As of Monday, the Public Health Agency of Canada issued a notice that seven more cases of E. coli-caused illness linked to Gort’s Gouda Cheese Farm in Salmon Arm are being investigated, bringing the total to 21.
Nine of those cases are in B.C., including a Vernon woman who died in August from the illness, along with one case in Alberta and one each in Saskatchewan, Manitoba and Quebec.
Three of the B.C. cases are in the Interior Health Authority. Except for the one death, all other cases in Canada have recovered or are recovering, states the agency.
The notice adds that “certain contaminated cheese products manufactured by Gort’s Gouda Cheese Farm… have been identified as the source of the illnesses. The Canadian Food Inspection Agency (CFIA) has issued a Health Hazard Alert warning the public not to consume the affected product. Should additional products be recalled as part of the ongoing food safety investigation, the CFIA will immediately inform the public.”
To date, 15 varieties of Gort’s cheeses have been recalled.
The notice continues: “There is currently no indication of widespread risk to Canadians. However, E. coli O157:H7 can pose a serious public health risk. Additional cases of illness may be identified and linked to this outbreak in the future.”
At Gort’s farm, the Wikkerink family is understandably devastated.
Co-owner Kathy Wikkerink says one relief was talking to the family of Cory Van Der Linde, the 84-year-old Vernon woman who died Aug. 16 as a result of the E. coli illness she contracted after eating Gort’s cheese.

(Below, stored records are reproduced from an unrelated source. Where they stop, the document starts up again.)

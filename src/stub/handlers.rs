//! Handlers backed by the simulated service.
//!
//! Status codes follow what `HttpOtpClient` expects from the real API: a rejected
//! code is a 401 carrying the regular verdict body, an accepted resend is a 202.

use crate::{
    otp::{mask_email, valid_email},
    service::{
        simulated::SimulatedOtpService, CredentialService, IssuanceService, LoginRequest,
        LoginResponse, ResendRequest, ResendResponse, ServiceError, VerificationService,
        VerifyRequest, VerifyResponse,
    },
    GIT_COMMIT_HASH,
};
use axum::{
    extract::Extension,
    http::{HeaderMap, HeaderValue, StatusCode},
    response::{IntoResponse, Json, Response},
};
use secrecy::SecretString;
use serde::{Deserialize, Serialize};
use std::sync::Arc;
use tracing::{debug, error, info};
use utoipa::ToSchema;

#[derive(ToSchema, Serialize, Deserialize, Debug)]
pub struct Health {
    commit: String,
    name: String,
    version: String,
}

#[derive(ToSchema, Serialize, Deserialize, Debug)]
pub struct ErrorBody {
    pub message: String,
}

/// Login body as sent on the wire.
#[derive(ToSchema, Deserialize)]
pub struct LoginBody {
    username: String,
    password: String,
}

fn error_response(status: StatusCode, message: impl Into<String>) -> Response {
    (
        status,
        Json(ErrorBody {
            message: message.into(),
        }),
    )
        .into_response()
}

fn unavailable(err: &ServiceError) -> Response {
    error!("Simulated service failed: {err}");
    error_response(StatusCode::SERVICE_UNAVAILABLE, "Service unavailable")
}

#[utoipa::path(
    get,
    path = "/health",
    responses(
        (status = 200, description = "Stub is up", body = Health)
    ),
    tag = "health"
)]
pub async fn health() -> impl IntoResponse {
    let health = Health {
        commit: GIT_COMMIT_HASH.to_string(),
        name: env!("CARGO_PKG_NAME").to_string(),
        version: env!("CARGO_PKG_VERSION").to_string(),
    };

    let short_hash = if health.commit.len() > 7 {
        &health.commit[0..7]
    } else {
        ""
    };

    let mut headers = HeaderMap::new();
    match HeaderValue::from_str(&format!("{}:{}:{}", health.name, health.version, short_hash)) {
        Ok(value) => {
            headers.insert("X-App", value);
        }
        Err(err) => error!("Failed to build X-App header: {err}"),
    }

    (StatusCode::OK, headers, Json(health))
}

/// Check a one-time code.
#[utoipa::path(
    post,
    path = "/v1/otp/verify",
    request_body = VerifyRequest,
    responses(
        (status = 200, description = "Code accepted", body = VerifyResponse),
        (status = 400, description = "Malformed request", body = ErrorBody),
        (status = 401, description = "Code rejected", body = VerifyResponse),
        (status = 503, description = "Service unavailable", body = ErrorBody)
    ),
    tag = "otp"
)]
pub async fn verify(
    service: Extension<Arc<SimulatedOtpService>>,
    payload: Option<Json<VerifyRequest>>,
) -> Response {
    let Some(Json(request)) = payload else {
        return error_response(StatusCode::BAD_REQUEST, "Missing payload");
    };

    if !valid_email(&request.email) {
        return error_response(StatusCode::BAD_REQUEST, "Invalid email");
    }

    match service.verify(&request).await {
        Ok(verdict) if verdict.verified => {
            info!(email = %mask_email(&request.email), "code accepted");
            (StatusCode::OK, Json(verdict)).into_response()
        }
        Ok(verdict) => {
            debug!(email = %mask_email(&request.email), "code rejected");
            (StatusCode::UNAUTHORIZED, Json(verdict)).into_response()
        }
        Err(err) => unavailable(&err),
    }
}

/// Dispatch a new code to the address.
#[utoipa::path(
    post,
    path = "/v1/otp/resend",
    request_body = ResendRequest,
    responses(
        (status = 202, description = "New code dispatched", body = ResendResponse),
        (status = 400, description = "Invalid email", body = ErrorBody),
        (status = 503, description = "Service unavailable", body = ErrorBody)
    ),
    tag = "otp"
)]
pub async fn resend(
    service: Extension<Arc<SimulatedOtpService>>,
    payload: Option<Json<ResendRequest>>,
) -> Response {
    let Some(Json(request)) = payload else {
        return error_response(StatusCode::BAD_REQUEST, "Missing payload");
    };

    if !valid_email(&request.email) {
        return error_response(StatusCode::BAD_REQUEST, "Invalid email");
    }

    match service.resend(&request).await {
        Ok(ack) => (StatusCode::ACCEPTED, Json(ack)).into_response(),
        Err(err) => unavailable(&err),
    }
}

/// Check credentials and return the address to verify.
#[utoipa::path(
    post,
    path = "/v1/auth/login",
    request_body = LoginBody,
    responses(
        (status = 200, description = "Credentials accepted", body = LoginResponse),
        (status = 400, description = "Malformed request", body = ErrorBody),
        (status = 401, description = "Credentials rejected", body = ErrorBody)
    ),
    tag = "auth"
)]
pub async fn login(
    service: Extension<Arc<SimulatedOtpService>>,
    payload: Option<Json<LoginBody>>,
) -> Response {
    let Some(Json(body)) = payload else {
        return error_response(StatusCode::BAD_REQUEST, "Missing payload");
    };

    let request = LoginRequest {
        username: body.username,
        password: SecretString::from(body.password),
    };

    match service.login(&request).await {
        Ok(response) => (StatusCode::OK, Json(response)).into_response(),
        Err(ServiceError::Http { status, message }) => error_response(
            StatusCode::from_u16(status).unwrap_or(StatusCode::UNAUTHORIZED),
            message,
        ),
        Err(err) => unavailable(&err),
    }
}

“They contacted us. They have forgiven us, they hold no grudges. That was good to know,” she said Tuesday.
Van Der Linde became violently ill on July 29 and spent the remainder of her days in hospital with the infection.

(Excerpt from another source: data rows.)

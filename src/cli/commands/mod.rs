pub mod backend;
pub mod logging;

use clap::{
    builder::styling::{AnsiColor, Effects, Styles},
    Arg, ColorChoice, Command,
};

pub const CMD_LOGIN: &str = "login";
pub const CMD_VERIFY: &str = "verify";
pub const CMD_SERVE: &str = "serve";

#[must_use]
pub fn new() -> Command {
    let styles = Styles::styled()
        .header(AnsiColor::Yellow.on_default() | Effects::BOLD)
        .usage(AnsiColor::Green.on_default() | Effects::BOLD)
        .literal(AnsiColor::Blue.on_default() | Effects::BOLD)
        .placeholder(AnsiColor::Green.on_default());

    let long_version: &'static str = Box::leak(
        format!("{} - {}", env!("CARGO_PKG_VERSION"), crate::GIT_COMMIT_HASH).into_boxed_str(),
    );

    let command = Command::new("invoicepro")
        .about(env!("CARGO_PKG_DESCRIPTION"))
        .version(env!("CARGO_PKG_VERSION"))
        .long_version(long_version)
        .color(ColorChoice::Auto)
        .styles(styles)
        .subcommand_required(true)
        .arg_required_else_help(true)
        .subcommand(
            Command::new(CMD_LOGIN).about("Sign in, then verify the email address with a code"),
        )
        .subcommand(
            Command::new(CMD_VERIFY)
                .about("Verify an email address with a code")
                .arg(
                    Arg::new("email")
                        .short('e')
                        .long("email")
                        .help("Address the code was sent to")
                        .env("INVOICEPRO_EMAIL")
                        .required(true),
                ),
        )
        .subcommand(
            Command::new(CMD_SERVE)
                .about("Serve the simulated backend over HTTP for local development")
                .arg(
                    Arg::new("port")
                        .short('p')
                        .long("port")
                        .help("Port to listen on")
                        .default_value("8080")
                        .env("INVOICEPRO_PORT")
                        .value_parser(clap::value_parser!(u16)),
                ),
        );

    let command = backend::with_args(command);
    logging::with_args(command)
}
//! The WEAK-AND (wand) operator.
//!
//! A top-N scoring union: every child carries an integer weight, a hit
//! scores the sum of the weights of the children matching it, and a
//! priority queue of the best N scores seen so far yields a rising
//! threshold. Documents whose best possible score cannot exceed the
//! threshold are skipped without touching all children, using the
//! classic pivot rule over children ordered by current doc id. Child
//! order is fixed (parallel to the weights) and every hit is unpacked.

use std::collections::BinaryHeap;

use marlin_types::{DocId, Trinary};

use crate::search_iterator::{IteratorState, SearchIterator, SearchIteratorBox};

/// Priority queue holding the best N hit scores; the threshold is the
/// worst score still inside once the queue is full.
#[derive(Debug)]
pub struct WeakAndPriorityQueue {
    best: BinaryHeap<std::cmp::Reverse<i64>>,
    target_hits: usize,
}

impl WeakAndPriorityQueue {
    #[must_use]
    pub fn new(target_hits: usize) -> Self {
        Self {
            best: BinaryHeap::with_capacity(target_hits + 1),
            target_hits,
        }
    }

    /// Score a document must beat to be interesting.
    #[must_use]
    pub fn threshold(&self) -> i64 {
        if self.best.len() < self.target_hits {
            0
        } else {
            self.best.peek().map_or(0, |worst| worst.0)
        }
    }

    pub fn insert(&mut self, score: i64) {
        self.best.push(std::cmp::Reverse(score));
        if self.best.len() > self.target_hits {
            self.best.pop();
        }
    }

    pub fn reset(&mut self) {
        self.best.clear();
    }
}

/// A wand term: child iterator, weight, and the plan-time hit estimate
/// used for diagnostics.
#[derive(Debug)]
pub struct WandTerm {
    pub search: SearchIteratorBox,
    pub weight: u32,
    pub est_hits: u32,
}

/// Build a weak-and iterator keeping roughly `target_hits` best hits.
#[must_use]
pub fn create(terms: Vec<WandTerm>, target_hits: u32, strict: bool) -> SearchIteratorBox {
    let order = (0..terms.len()).collect();
    Box::new(WeakAndSearch {
        state: IteratorState::default(),
        doc_ids: vec![0; terms.len()],
        terms,
        order,
        scores: WeakAndPriorityQueue::new(target_hits as usize),
        strict,
    })
}

#[derive(Debug)]
pub struct WeakAndSearch {
    state: IteratorState,
    terms: Vec<WandTerm>,
    /// Term indices ordered by current doc id.
    order: Vec<usize>,
    doc_ids: Vec<DocId>,
    scores: WeakAndPriorityQueue,
    strict: bool,
}

impl WeakAndSearch {
    fn seek_term(&mut self, term: usize, doc_id: DocId) {
        self.terms[term].search.seek(doc_id);
        self.doc_ids[term] = self.terms[term].search.doc_id();
    }

    fn sort_order(&mut self) {
        let doc_ids = &self.doc_ids;
        self.order.sort_by_key(|&term| doc_ids[term]);
    }

    /// Sum of weights of all terms positioned exactly at `doc_id`.
    fn score_at(&self, doc_id: DocId) -> i64 {
        self.terms
            .iter()
            .enumerate()
            .filter(|(i, _)| self.doc_ids[*i] == doc_id)
            .map(|(_, term)| i64::from(term.weight))
            .sum()
    }

    /// Advance to the next document whose potential score beats the
    /// threshold, starting from children positioned at or past
    /// `doc_id`.
    fn strict_seek(&mut self, doc_id: DocId) {
        for term in 0..self.terms.len() {
            if self.doc_ids[term] < doc_id {
                self.seek_term(term, doc_id);
            }
        }
        loop {
            self.sort_order();
            let threshold = self.scores.threshold();
            // pivot: first prefix of doc-id-ordered terms whose summed
            // weights can beat the threshold
            let mut acc = 0i64;
            let mut pivot = None;
            for &term in &self.order {
                acc += i64::from(self.terms[term].weight);
                if acc > threshold {
                    pivot = Some(term);
                    break;
                }
            }
            let Some(pivot) = pivot else {
                self.state.set_at_end();
                return;
            };
            let pivot_doc = self.doc_ids[pivot];
            if self.state.is_past_end(pivot_doc) {
                self.state.set_at_end();
                return;
            }
            let first = self.order[0];
            if self.doc_ids[first] == pivot_doc {
                self.state.set_doc_id(pivot_doc);
                return;
            }
            // the leading term lags behind the pivot document
            self.seek_term(first, pivot_doc);
        }
    }
}

impl SearchIterator for WeakAndSearch {
    fn state(&self) -> &IteratorState {
        &self.state
    }

    fn state_mut(&mut self) -> &mut IteratorState {
        &mut self.state
    }

    fn init_range(&mut self, begin_id: DocId, end_id: DocId) {
        self.state = IteratorState::for_range(begin_id, end_id);
        self.scores.reset();
        for term in &mut self.terms {
            term.search.init_range(begin_id, end_id);
        }
        for term in 0..self.terms.len() {
            self.doc_ids[term] = self.terms[term].search.doc_id();
        }
        if self.strict {
            self.strict_seek(begin_id);
        }
    }

    fn do_seek(&mut self, doc_id: DocId) {
        if self.strict {
            self.strict_seek(doc_id);
            return;
        }
        for term in 0..self.terms.len() {
            if self.doc_ids[term] < doc_id {
                self.seek_term(term, doc_id);
            }
        }
        if self.score_at(doc_id) > self.scores.threshold() {
            self.state.set_doc_id(doc_id);
        }
    }

    fn do_unpack(&mut self, doc_id: DocId) {
        for term in 0..self.terms.len() {
            if self.doc_ids[term] == doc_id {
                self.terms[term].search.do_unpack(doc_id);
            }
        }
        let score = self.score_at(doc_id);
        self.scores.insert(score);
    }

    fn is_strict(&self) -> Trinary {
        Trinary::from_bool(self.strict)
    }

    fn name(&self) -> &'static str {
        "WeakAndSearch"
    }
}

With 15 varieties recalled, just seven of Gort’s cheeses remain unaffected.
Wikkerink says Canadian Food Inspection Agency inspectors are still at the farm, carrying our their investigations. No cheese can be sold until the investigation is complete. Wikkerink says the farm can sell only yogurt, milk, quark cheese and grass-fed beef.
The farm has laid off three of its six paid employees, leaving just three employees, along with Gary and Kathy Wikkerink and their four children who reside at home to keep things running.
“We have to do what we have to do. There’s no more information (from government agencies) with what we have to do with the farm. It’s hard because you don’t know what they’re going to do. We can’t make any plans.”
Asked about disposing of the cheese, Wikkerink says it is all in the government’s hands at this point.
Wikkerink emphasizes her appreciation for the community.
“We are thankful again from the bottom of our hearts, the way they’re rallying behind us, their words of encouragement.”
She says at this point her family can only wait for God’s guidance.
“I just know that God’s got a plan, we’re trying to just hold on to his promises. That’s all we have.”